• Activity
Take the lines below from the first through the one that contains "let completed = self.completed_chunks(&session).await?;" and copy them exactly.

Stored data
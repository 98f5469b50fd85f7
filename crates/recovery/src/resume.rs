use chrono::Utc;
use tracing::debug;

use chunkline_protocol::messages::ResumeInfo;
use chunkline_protocol::{UploadId, UploadStatus};
use chunkline_transfer::percent_floor;

use crate::engine::{RecoveryEngine, missing_chunks};
use crate::error::{RecoveryError, RecoveryResult};

impl RecoveryEngine {
    /// What is left to send for `upload_id`.
    pub async fn get_resume_info(&self, upload_id: UploadId) -> RecoveryResult<ResumeInfo> {
        let session = self.load_session(upload_id).await?;
        if session.status == UploadStatus::Expired || session.is_expired_at(Utc::now()) {
            return Err(RecoveryError::UploadExpired(upload_id));
        }

        let completed = self.completed_chunks(&session).await?;
        let missing = missing_chunks(session.total_chunks, &completed);
        let completed_count = completed.len() as u32;
        debug!(
            upload = %upload_id,
            completed = completed_count,
            missing = missing.len(),
            "resume info"
        );

        Ok(ResumeInfo {
            upload_id,
            status: session.status,
            can_resume: session.status != UploadStatus::Completed && !missing.is_empty(),
            progress: percent_floor(completed_count, session.total_chunks),
            completed_chunks: completed.into_iter().collect(),
            missing_chunks: missing,
            total_chunks: session.total_chunks,
            chunk_size: session.chunk_size,
        })
    }
}

#[cfg(test)]
mod tests {
    use chrono::Duration;
    use chunkline_protocol::ErrorCode;
    use chunkline_protocol::Coded;
    use chunkline_transfer::UploadError;

    use super::*;
    use crate::engine::testing::{Harness, fast_config};

    #[tokio::test]
    async fn reports_missing_and_progress() {
        let h = Harness::new();
        let s = h.session(5).await;
        h.put(s.id, &[3, 1]).await;

        let info = h.engine(fast_config()).get_resume_info(s.id).await.unwrap();
        assert_eq!(info.completed_chunks, vec![1, 3]);
        assert_eq!(info.missing_chunks, vec![2, 4, 5]);
        assert_eq!(info.progress, 40);
        assert!(info.can_resume);
        assert_eq!(info.status, UploadStatus::Uploading);
        assert_eq!(info.total_chunks, 5);
    }

    #[tokio::test]
    async fn nothing_to_resume_when_all_present() {
        let h = Harness::new();
        let s = h.session(2).await;
        h.put(s.id, &[1, 2]).await;
        let info = h.engine(fast_config()).get_resume_info(s.id).await.unwrap();
        assert!(!info.can_resume);
        assert_eq!(info.progress, 100);
    }

    #[tokio::test]
    async fn expired_upload_is_rejected() {
        let h = Harness::new();
        let mut s = h.session(2).await;
        s.expires_at = Utc::now() - Duration::seconds(1);
        h.store.put_session(s.clone()).await;

        let err = h.engine(fast_config()).get_resume_info(s.id).await.unwrap_err();
        assert!(matches!(err, RecoveryError::UploadExpired(_)));
        assert_eq!(err.code(), ErrorCode::UploadExpired);
    }

    #[tokio::test]
    async fn unknown_upload_is_not_found() {
        let h = Harness::new();
        let err = h
            .engine(fast_config())
            .get_resume_info(UploadId::new())
            .await
            .unwrap_err();
        assert!(matches!(
            err,
            RecoveryError::Upload(UploadError::SessionNotFound(_))
        ));
    }
}
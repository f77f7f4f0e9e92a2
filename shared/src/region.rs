use std::collections::HashMap;

use serde::{Deserialize, Serialize};

use crate::normalize::normalize;

/// A joined attribute value; `None` is the missing sentinel.
pub type AttrValue = Option<f64>;

/// Opaque handle into the geometry provider's polygon storage. The engine
/// never dereferences it, only hands it back to the renderer.
#[derive(Debug, Clone, Copy, PartialEq, Eq, Hash, Serialize, Deserialize)]
pub struct GeometryRef(pub u64);

/// One polygon unit with a join-able display name.
///
/// Created once when geometry loads; `attributes` is mutated only by join
/// passes and regions are never removed during a session.
#[derive(Debug, Clone, PartialEq, Serialize, Deserialize)]
pub struct Region {
    /// Stable geometry key, e.g. the provider's polygon id.
    pub id: String,
    /// Raw display name as the geometry source spelled it.
    pub name: String,
    /// Normalized join key, computed once from `name`.
    pub key: String,
    pub geometry: GeometryRef,
    #[serde(default)]
    pub attributes: HashMap<String, AttrValue>,
}

impl Region {
    pub fn new(id: impl Into<String>, name: impl Into<String>, geometry: GeometryRef) -> Self {
        let name = name.into();
        let key = normalize(&name);
        Self {
            id: id.into(),
            name,
            key,
            geometry,
            attributes: HashMap::new(),
        }
    }

    /// Stable hex id via CRC32 of the display name, for providers whose
    /// polygons carry no native id.
    pub fn derive_id(name: &str) -> String {
        format!("{:08x}", crc32fast::hash(name.as_bytes()))
    }

    /// Current value of `attribute`. `None` covers both "never joined" and
    /// the explicit missing sentinel.
    pub fn attribute(&self, attribute: &str) -> AttrValue {
        self.attributes.get(attribute).copied().flatten()
    }

    /// Whether some join pass attached `attribute`, missing or not.
    pub fn has_attribute(&self, attribute: &str) -> bool {
        self.attributes.contains_key(attribute)
    }
}
#![no_main]
use libfuzzer_sys::fuzz_target;

fuzz_target!(|data: &[u8]| {
    // Whatever the game API sends back, parsing must not panic and any
    // decoded window must yield a decision
    if let Ok(prices) = bunkerwatch::prices::parse_price_response(data) {
        let decision = bunkerwatch::alert::decide(
            &prices,
            "12:00",
            &bunkerwatch::alert::Thresholds { fuel: 500, co2: 10 },
            &bunkerwatch::cooldown::CooldownState::default(),
        );
        assert_eq!(decision.is_some(), !prices.is_empty());
    }
});
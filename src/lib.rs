//! # Bunkerwatch - bunker price alerts for Shipping Manager
//!
//! Polls the game's bunker price API every half hour and sends a Telegram
//! message when fuel or CO2 prices drop to or below configured thresholds,
//! at most once per price slot per channel, across restarts.
//!
//! ## Architecture
//!
//! - `slot`: half-hour slot labels and the :01/:31 check boundaries
//! - `prices`: game API client and price slot types
//! - `alert`: pure alert decision and message wording
//! - `cooldown`: persisted last-alerted slots
//! - `telegram`: Bot API notifier
//! - `monitor`: one fetch/decide/notify/persist cycle
//! - `scheduler`: startup check, boundary alignment, 30 minute ticks
//! - `config`: `.env` settings
//! - `timezone`: display timezone resolution
//! - `logging`: structured logging and tracing

pub mod alert;
pub mod config;
pub mod cooldown;
pub mod error;
pub mod logging;
pub mod monitor;
pub mod prices;
pub mod scheduler;
pub mod slot;
pub mod telegram;
pub mod timezone;

// Re-export commonly used types
pub use config::Config;
pub use error::{BunkerwatchError, Result};
pub use monitor::{CheckOutcome, PriceMonitor};
pub use scheduler::Scheduler;
//! Check scheduling
//!
//! One check at startup, one at the next :01/:31 boundary, then every 30
//! minutes. Every wait races the shutdown future; a check that has started
//! always runs to completion.

use std::future::Future;
use std::time::Duration;
use tokio::time::{Instant, MissedTickBehavior, interval_at, sleep};

use crate::error::Result;
use crate::logging::get_logger;
use crate::monitor::{CheckOutcome, PriceMonitor};
use crate::slot::{CHECK_INTERVAL, next_boundary, wait_until_next_boundary};

/// Scheduler lifecycle
#[derive(Debug, Clone, Copy, PartialEq, Eq)]
pub enum SchedulerState {
    Startup,
    ImmediateCheck,
    WaitForBoundary,
    Ticking,
    ShutdownRequested,
}

/// Drives a [`PriceMonitor`] on the slot schedule
pub struct Scheduler {
    monitor: PriceMonitor,
    state: SchedulerState,
    checks_run: u64,
    logger: crate::logging::StructuredLogger,
}

impl Scheduler {
    pub fn new(monitor: PriceMonitor) -> Self {
        Self {
            monitor,
            state: SchedulerState::Startup,
            checks_run: 0,
            logger: get_logger("scheduler"),
        }
    }

    pub fn state(&self) -> SchedulerState {
        self.state
    }

    pub fn checks_run(&self) -> u64 {
        self.checks_run
    }

    pub fn monitor(&self) -> &PriceMonitor {
        &self.monitor
    }

    /// Run until `shutdown` resolves
    pub async fn run<F>(&mut self, shutdown: F)
    where
        F: Future<Output = ()>,
    {
        tokio::pin!(shutdown);

        self.transition(SchedulerState::ImmediateCheck);
        self.logger.info("Running initial price check...");
        self.check().await;

        self.transition(SchedulerState::WaitForBoundary);
        let now = self.monitor.clock().now();
        let next = next_boundary(now);
        let wait = wait_until_next_boundary(now);
        let tz = self.monitor.timezone();
        self.logger.info(&format!(
            "Next check at {} ({}) (in {})",
            tz.format(next, "%H:%M"),
            tz,
            format_wait(wait)
        ));

        tokio::select! {
            biased;
            _ = &mut shutdown => {
                self.transition(SchedulerState::ShutdownRequested);
                return;
            }
            _ = sleep(wait) => {}
        }

        self.check().await;

        self.transition(SchedulerState::Ticking);
        let mut ticker = interval_at(Instant::now() + CHECK_INTERVAL, CHECK_INTERVAL);
        ticker.set_missed_tick_behavior(MissedTickBehavior::Delay);

        loop {
            tokio::select! {
                biased;
                _ = &mut shutdown => {
                    self.transition(SchedulerState::ShutdownRequested);
                    return;
                }
                _ = ticker.tick() => {
                    self.check().await;
                }
            }
        }
    }

    async fn check(&mut self) -> CheckOutcome {
        let outcome = self.monitor.run_check().await;
        self.checks_run += 1;
        self.logger
            .debug(&format!("Check #{} finished: {:?}", self.checks_run, outcome));
        outcome
    }

    fn transition(&mut self, next: SchedulerState) {
        self.logger
            .trace(&format!("Scheduler {:?} -> {:?}", self.state, next));
        if next == SchedulerState::ShutdownRequested {
            self.logger.info("Shutdown requested, stopping scheduler");
        }
        self.state = next;
    }
}

/// Termination signals, registered when constructed so a signal that
/// arrives during the startup check is queued instead of killing the process
pub struct ShutdownSignal {
    #[cfg(unix)]
    interrupt: tokio::signal::unix::Signal,
    #[cfg(unix)]
    terminate: tokio::signal::unix::Signal,
    logger: crate::logging::StructuredLogger,
}

impl ShutdownSignal {
    /// Install the SIGINT and SIGTERM handlers. Must be called inside the runtime.
    pub fn install() -> Result<Self> {
        #[cfg(unix)]
        {
            use tokio::signal::unix::{SignalKind, signal};
            Ok(Self {
                interrupt: signal(SignalKind::interrupt())?,
                terminate: signal(SignalKind::terminate())?,
                logger: get_logger("scheduler"),
            })
        }
        #[cfg(not(unix))]
        {
            Ok(Self {
                logger: get_logger("scheduler"),
            })
        }
    }

    /// Resolves on the first SIGINT (Ctrl+C) or SIGTERM
    #[cfg(unix)]
    pub async fn recv(mut self) {
        tokio::select! {
            _ = self.interrupt.recv() => self.logger.info("Received SIGINT, shutting down"),
            _ = self.terminate.recv() => self.logger.info("Received SIGTERM, shutting down"),
        }
    }

    /// Resolves on Ctrl+C
    #[cfg(not(unix))]
    pub async fn recv(self) {
        match tokio::signal::ctrl_c().await {
            Ok(()) => self.logger.info("Received Ctrl+C, shutting down"),
            Err(e) => {
                self.logger
                    .error(&format!("Failed to listen for Ctrl+C: {}", e));
                std::future::pending::<()>().await;
            }
        }
    }
}

/// Compact duration for log lines, e.g. `21m4s`
pub fn format_wait(wait: Duration) -> String {
    let secs = wait.as_secs();
    let (h, m, s) = (secs / 3600, (secs % 3600) / 60, secs % 60);
    if h > 0 {
        format!("{}h{}m{}s", h, m, s)
    } else if m > 0 {
        format!("{}m{}s", m, s)
    } else {
        format!("{}s", s)
    }
}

• Answer to the problem
repository 98f5469b50fd85f7
filename crates/recovery/src/resume.rs
use chrono::Utc;
use tracing::debug;

use chunkline_protocol::messages::ResumeInfo;
use chunkline_protocol::{UploadId, UploadStatus};
use chunkline_transfer::percent_floor;

use crate::engine::{RecoveryEngine, missing_chunks};
use crate::error::{RecoveryError, RecoveryResult};

impl RecoveryEngine {
    /// What is left to send for `upload_id`.
    pub async fn get_resume_info(&self, upload_id: UploadId) -> RecoveryResult<ResumeInfo> {
        let session = self.load_session(upload_id).await?;
        if session.status == UploadStatus::Expired || session.is_expired_at(Utc::now()) {
            return Err(RecoveryError::UploadExpired(upload_id));
        }

        let completed = self.completed_chunks(&session).await?;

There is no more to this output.